Seeing this nice poster image (the full resolution image of 56MB is available from the link), brought me some memory of my enthusiasm of applying statistical learning methods for better knowledge discovery. As you can see there are so many different types of galaxies and often times there is no clear boundary between them – consider classifying blurry galaxies by eyes: a spiral can be classified as a irregular, for example. Although I wish for automatic classification of these astrophysical objects, because of difficulties in composing a training set for classification or collecting data of distinctive manifold groups for clustering, as much as complexity that this tuning fork shows, machine learning procedures is equally complicated to be developed. Complex topology of astronomical objects seems to be the primary reason of lacking in statistical learning applications compared to other fields.

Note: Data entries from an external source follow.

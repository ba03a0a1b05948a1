//! In-flight frame slots.

use std::sync::Arc;
use std::sync::atomic::{AtomicU64, Ordering};
use std::time::{Duration, Instant};

use parking_lot::{RwLock, RwLockReadGuard};

use crate::backend::{BackendError, GpuBackend, GpuCommandBuffer, GpuFence, GpuSemaphore};
use crate::registry::ResourceHandle;

/// Frame numbers of one slot, shared with the [`FrameFence`]s handed out for
/// it. Frame numbers start at 1, so 0 means "none".
///
/// [`FrameFence`]: super::FrameFence
#[derive(Debug, Default)]
pub(crate) struct SlotTracker {
    submitted: AtomicU64,
    completed: AtomicU64,
    /// Frame given up on when the slot was torn down with its fence
    /// unsignaled.
    abandoned: AtomicU64,
    /// Set once the slot's fence is destroyed. Held for reading across every
    /// backend query of the fence made outside the pipeline.
    fence_destroyed: RwLock<bool>,
}

impl SlotTracker {
    pub(crate) fn submitted(&self) -> u64 {
        self.submitted.load(Ordering::Acquire)
    }

    pub(crate) fn completed(&self) -> u64 {
        self.completed.load(Ordering::Acquire)
    }

    pub(crate) fn abandoned(&self) -> u64 {
        self.abandoned.load(Ordering::Acquire)
    }

    pub(crate) fn fence_destroyed(&self) -> RwLockReadGuard<'_, bool> {
        self.fence_destroyed.read()
    }
}

/// Something released once the GPU is done with a slot's frame.
#[derive(Debug, Clone, Copy, PartialEq, Eq)]
pub(crate) enum DeferredRelease {
    Resource(ResourceHandle),
    Commands(GpuCommandBuffer),
}

/// One of the N rotating sets of per-frame GPU objects.
///
/// A slot's command buffers, semaphores and deferred releases are only
/// touched again after its fence has been observed signaled.
#[derive(Debug)]
pub(crate) struct FrameSlot {
    index: usize,
    fence: GpuFence,
    render_finished: GpuSemaphore,
    semaphores: Vec<GpuSemaphore>,
    deferred_releases: Vec<DeferredRelease>,
    /// Frame submitted with this slot's fence whose completion has not been
    /// observed yet.
    in_flight: Option<u64>,
    /// Fence is signaled and must be reset before the next submission.
    fence_signaled: bool,
    /// Command buffers were allocated since the last recycle.
    recorded: bool,
    tracker: Arc<SlotTracker>,
}

impl FrameSlot {
    pub(crate) fn new(backend: &dyn GpuBackend, index: usize) -> Result<Self, BackendError> {
        let fence = backend.create_fence(false)?;
        let render_finished = match backend.create_semaphore() {
            Ok(semaphore) => semaphore,
            Err(err) => {
                backend.destroy_fence(fence);
                return Err(err);
            }
        };

        Ok(Self {
            index,
            fence,
            render_finished,
            semaphores: Vec::new(),
            deferred_releases: Vec::new(),
            in_flight: None,
            fence_signaled: false,
            recorded: false,
            tracker: Arc::new(SlotTracker::default()),
        })
    }

    pub(crate) fn index(&self) -> usize {
        self.index
    }

    pub(crate) fn fence(&self) -> GpuFence {
        self.fence
    }

    pub(crate) fn render_finished(&self) -> GpuSemaphore {
        self.render_finished
    }

    pub(crate) fn tracker(&self) -> &Arc<SlotTracker> {
        &self.tracker
    }

    pub(crate) fn in_flight(&self) -> Option<u64> {
        self.in_flight
    }

    /// Check the fence without blocking. Returns `true` once the slot has no
    /// GPU work outstanding.
    pub(crate) fn poll(&mut self, backend: &dyn GpuBackend) -> Result<bool, BackendError> {
        let Some(frame) = self.in_flight else {
            return Ok(true);
        };
        if backend.is_fence_signaled(self.fence)? {
            self.mark_complete(frame);
            return Ok(true);
        }
        Ok(false)
    }

    /// Block until the slot has no GPU work outstanding.
    ///
    /// Returns how long the call blocked.
    pub(crate) fn wait(
        &mut self,
        backend: &dyn GpuBackend,
        timeout: Duration,
    ) -> Result<Duration, BackendError> {
        let Some(frame) = self.in_flight else {
            return Ok(Duration::ZERO);
        };
        let start = Instant::now();
        backend.wait_fence(self.fence, timeout)?;
        self.mark_complete(frame);
        Ok(start.elapsed())
    }

    fn mark_complete(&mut self, frame: u64) {
        self.tracker.completed.store(frame, Ordering::Release);
        self.in_flight = None;
        self.fence_signaled = true;
        log::trace!("FrameSlot {}: frame {} complete", self.index, frame);
    }

    /// Reset the fence and recycle command buffers. The slot must not have
    /// work in flight.
    pub(crate) fn recycle(&mut self, backend: &dyn GpuBackend) -> Result<(), BackendError> {
        debug_assert!(self.in_flight.is_none());
        if self.fence_signaled {
            backend.reset_fence(self.fence)?;
            self.fence_signaled = false;
        }
        if self.recorded {
            backend.reset_command_buffers(self.index)?;
            self.recorded = false;
        }
        Ok(())
    }

    /// Note that command buffers have been allocated for this slot.
    pub(crate) fn mark_recorded(&mut self) {
        self.recorded = true;
    }

    pub(crate) fn mark_submitted(&mut self, frame: u64) {
        self.tracker.submitted.store(frame, Ordering::Release);
        self.in_flight = Some(frame);
    }

    /// Make sure at least `count` pooled semaphores exist and return them.
    pub(crate) fn semaphores(
        &mut self,
        backend: &dyn GpuBackend,
        count: usize,
    ) -> Result<&[GpuSemaphore], BackendError> {
        while self.semaphores.len() < count {
            self.semaphores.push(backend.create_semaphore()?);
        }
        Ok(&self.semaphores[..count])
    }

    pub(crate) fn defer_release(&mut self, release: DeferredRelease) {
        self.deferred_releases.push(release);
    }

    /// Releases that became safe. Only call once the fence was observed or
    /// the slot was retired.
    pub(crate) fn take_deferred_releases(&mut self) -> Vec<DeferredRelease> {
        debug_assert!(self.in_flight.is_none());
        std::mem::take(&mut self.deferred_releases)
    }

    /// Stop tracking outstanding work ahead of [`destroy`](Self::destroy).
    ///
    /// The fence is polled once. A frame whose fence is not signaled, or
    /// cannot be queried, is recorded as abandoned.
    pub(crate) fn retire(&mut self, backend: &dyn GpuBackend) {
        let Some(frame) = self.in_flight.take() else {
            return;
        };
        match backend.is_fence_signaled(self.fence) {
            Ok(true) => {
                self.tracker.completed.store(frame, Ordering::Release);
                log::trace!("FrameSlot {}: frame {} complete", self.index, frame);
            }
            status => {
                if let Err(err) = status {
                    log::warn!("FrameSlot {}: fence query failed: {}", self.index, err);
                }
                self.tracker.abandoned.store(frame, Ordering::Release);
                log::warn!("FrameSlot {}: frame {} abandoned", self.index, frame);
            }
        }
    }

    pub(crate) fn destroy(self, backend: &dyn GpuBackend) {
        {
            let mut destroyed = self.tracker.fence_destroyed.write();
            *destroyed = true;
            backend.destroy_fence(self.fence);
        }
        backend.destroy_semaphore(self.render_finished);
        for semaphore in self.semaphores {
            backend.destroy_semaphore(semaphore);
        }
        backend.free_slot(self.index);
    }
}
//! Graphics error types.

use std::time::Duration;

use crate::backend::BackendError;
use crate::registry::ResourceHandle;

/// Errors that can occur in the frame pipeline.
///
/// Graph-construction and recording errors abort the current frame before
/// anything is submitted. [`DeviceLost`](Self::DeviceLost) and
/// [`FenceTimeout`](Self::FenceTimeout) are pipeline-fatal: the pipeline
/// refuses further frames until [`FramePipeline::reset`] is called.
///
/// [`FramePipeline::reset`]: crate::pipeline::FramePipeline::reset
#[derive(Debug, Clone, PartialEq, Eq, thiserror::Error)]
pub enum GraphicsError {
    /// The handle was never registered or its resource has been released.
    #[error("unknown resource {0}")]
    UnknownResource(ResourceHandle),

    /// Two passes write the same resource in one frame with no read between.
    #[error("{resource} is written by both '{first}' and '{second}' without an intervening read")]
    AmbiguousWriter {
        resource: ResourceHandle,
        first: String,
        second: String,
    },

    /// The GPU device was lost. Requires a full pipeline reset.
    #[error("GPU device lost")]
    DeviceLost,

    /// A fence did not signal within the configured timeout.
    #[error("fence wait exceeded {0:?}")]
    FenceTimeout(Duration),

    /// An operation was called in the wrong frame state.
    #[error("invalid frame state: {0}")]
    InvalidState(String),

    /// A pass work unit failed or panicked while recording.
    #[error("recording pass '{pass}' failed: {reason}")]
    Recording { pass: String, reason: String },

    /// The pipeline configuration is out of range or unparsable.
    #[error("invalid pipeline configuration: {0}")]
    InvalidConfig(String),

    /// Any other error reported by the graphics API binding.
    #[error("backend error: {0}")]
    Backend(BackendError),
}

impl GraphicsError {
    /// Check if this error invalidates the whole pipeline rather than the
    /// current frame.
    pub fn is_pipeline_fatal(&self) -> bool {
        matches!(self, Self::DeviceLost | Self::FenceTimeout(_))
    }
}

impl From<BackendError> for GraphicsError {
    fn from(err: BackendError) -> Self {
        match err {
            BackendError::DeviceLost => Self::DeviceLost,
            other => Self::Backend(other),
        }
    }
}

#[cfg(test)]
mod tests {
    use super::*;

    #[test]
    fn test_error_display() {
        assert_eq!(GraphicsError::DeviceLost.to_string(), "GPU device lost");

        let err = GraphicsError::Recording {
            pass: "shadow".into(),
            reason: "boom".into(),
        };
        assert_eq!(err.to_string(), "recording pass 'shadow' failed: boom");
    }

    #[test]
    fn test_pipeline_fatal() {
        assert!(GraphicsError::DeviceLost.is_pipeline_fatal());
        assert!(GraphicsError::FenceTimeout(Duration::from_millis(5)).is_pipeline_fatal());
        assert!(!GraphicsError::InvalidState("x".into()).is_pipeline_fatal());
        assert!(!GraphicsError::UnknownResource(ResourceHandle::new(0, 0)).is_pipeline_fatal());
    }

    #[test]
    fn test_backend_device_lost_maps_to_device_lost() {
        assert_eq!(
            GraphicsError::from(BackendError::DeviceLost),
            GraphicsError::DeviceLost
        );
        assert_eq!(
            GraphicsError::from(BackendError::OutOfMemory),
            GraphicsError::Backend(BackendError::OutOfMemory)
        );
    }
}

Nonetheless, multivariable analysis can be useful for viewing relations from different perspectives, apart from known physics models. It may help to develop more fine tuned physics model by taking latent variables into account that are found from statistical learning processes. Such attempts, I believe, can assist astronomers to design telescopes and to invent efficient ways to collect/analyze data by knowing which features are more significant than others to understand morphological shape of galaxies, patterns in light curves, spectral types, etc. When such experiences accumulate, different insights of physics can kick in like scientists scrambled and assembled galaxies into a tuning fork that led developing various evolution models.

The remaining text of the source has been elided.